//! Error handling for Genesis
//!
//! This module defines the main error types used throughout the application
//! and provides a unified error handling strategy.

use thiserror::Error;

/// Main error type for the Genesis application
#[derive(Error, Debug)]
pub enum GenesisError {
    #[error("Database error: {0}")]
    Database(#[from] sqlx::Error),

    #[error("Database migration error: {0}")]
    Migration(#[from] sqlx::migrate::MigrateError),

    #[error("Configuration error: {0}")]
    Config(String),

    #[error("Permission denied: {0}")]
    PermissionDenied(String),

    #[error("Event not found: {event_id}")]
    EventNotFound { event_id: uuid::Uuid },

    #[error("Participant not found: {participant_id}")]
    ParticipantNotFound { participant_id: uuid::Uuid },

    #[error("Registration closed: {reason}")]
    RegistrationClosed { reason: String },

    #[error("Event is full: {event_id}")]
    CapacityExhausted { event_id: uuid::Uuid },

    #[error("Invalid payment transition: {from} -> {to}")]
    InvalidStateTransition { from: String, to: String },

    #[error("Transaction id already claimed: {transaction_id}")]
    DuplicateTransactionId { transaction_id: String },

    #[error("Team event must be registered through the team flow: {event_id}")]
    TeamEventRequiresTeam { event_id: uuid::Uuid },

    #[error("Not a team event: {event_id}")]
    NotATeamEvent { event_id: uuid::Uuid },

    #[error("Invalid team size: got {got}, allowed 1..={max}")]
    TeamSizeViolation { got: usize, max: u32 },

    #[error("Invalid ticket code")]
    InvalidTicketCode,

    #[error("No participant holds this ticket code")]
    UnknownTicket,

    #[error("Notification error: {0}")]
    Notification(String),

    #[error("HTTP request error: {0}")]
    Http(#[from] reqwest::Error),

    #[error("Serialization error: {0}")]
    Serialization(#[from] serde_json::Error),

    #[error("I/O error: {0}")]
    Io(#[from] std::io::Error),

    #[error("Invalid input: {0}")]
    InvalidInput(String),

    #[error("Service unavailable: {0}")]
    ServiceUnavailable(String),
}

/// Result type alias for Genesis operations
pub type Result<T> = std::result::Result<T, GenesisError>;

impl GenesisError {
    /// Check if the error is recoverable
    pub fn is_recoverable(&self) -> bool {
        match self {
            GenesisError::Database(_) => false,
            GenesisError::Migration(_) => false,
            GenesisError::Config(_) => false,
            GenesisError::PermissionDenied(_) => false,
            GenesisError::EventNotFound { .. } => false,
            GenesisError::ParticipantNotFound { .. } => false,
            GenesisError::RegistrationClosed { .. } => false,
            GenesisError::CapacityExhausted { .. } => false,
            GenesisError::InvalidStateTransition { .. } => false,
            GenesisError::DuplicateTransactionId { .. } => false,
            GenesisError::TeamEventRequiresTeam { .. } => false,
            GenesisError::NotATeamEvent { .. } => false,
            GenesisError::TeamSizeViolation { .. } => false,
            GenesisError::InvalidTicketCode => false,
            GenesisError::UnknownTicket => false,
            GenesisError::Notification(_) => true,
            GenesisError::Http(_) => true,
            GenesisError::Serialization(_) => false,
            GenesisError::Io(_) => true,
            GenesisError::InvalidInput(_) => false,
            GenesisError::ServiceUnavailable(_) => true,
        }
    }

    /// Get error severity level
    pub fn severity(&self) -> ErrorSeverity {
        match self {
            GenesisError::Database(_) => ErrorSeverity::Critical,
            GenesisError::Migration(_) => ErrorSeverity::Critical,
            GenesisError::Config(_) => ErrorSeverity::Critical,
            GenesisError::PermissionDenied(_) => ErrorSeverity::Warning,
            GenesisError::RegistrationClosed { .. } => ErrorSeverity::Info,
            GenesisError::CapacityExhausted { .. } => ErrorSeverity::Info,
            GenesisError::DuplicateTransactionId { .. } => ErrorSeverity::Warning,
            GenesisError::InvalidTicketCode => ErrorSeverity::Info,
            GenesisError::UnknownTicket => ErrorSeverity::Info,
            GenesisError::InvalidInput(_) => ErrorSeverity::Info,
            _ => ErrorSeverity::Error,
        }
    }
}

/// Error severity levels
#[derive(Debug, Clone, Copy, PartialEq, Eq)]
pub enum ErrorSeverity {
    Info,
    Warning,
    Error,
    Critical,
}

impl std::fmt::Display for ErrorSeverity {
    fn fmt(&self, f: &mut std::fmt::Formatter<'_>) -> std::fmt::Result {
        match self {
            ErrorSeverity::Info => write!(f, "INFO"),
            ErrorSeverity::Warning => write!(f, "WARN"),
            ErrorSeverity::Error => write!(f, "ERROR"),
            ErrorSeverity::Critical => write!(f, "CRITICAL"),
        }
    }
}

============

» **Work order**:
Count the lines above in which the string "application" occurs, and write the number with no other text.

» **Answer to this problem**:
2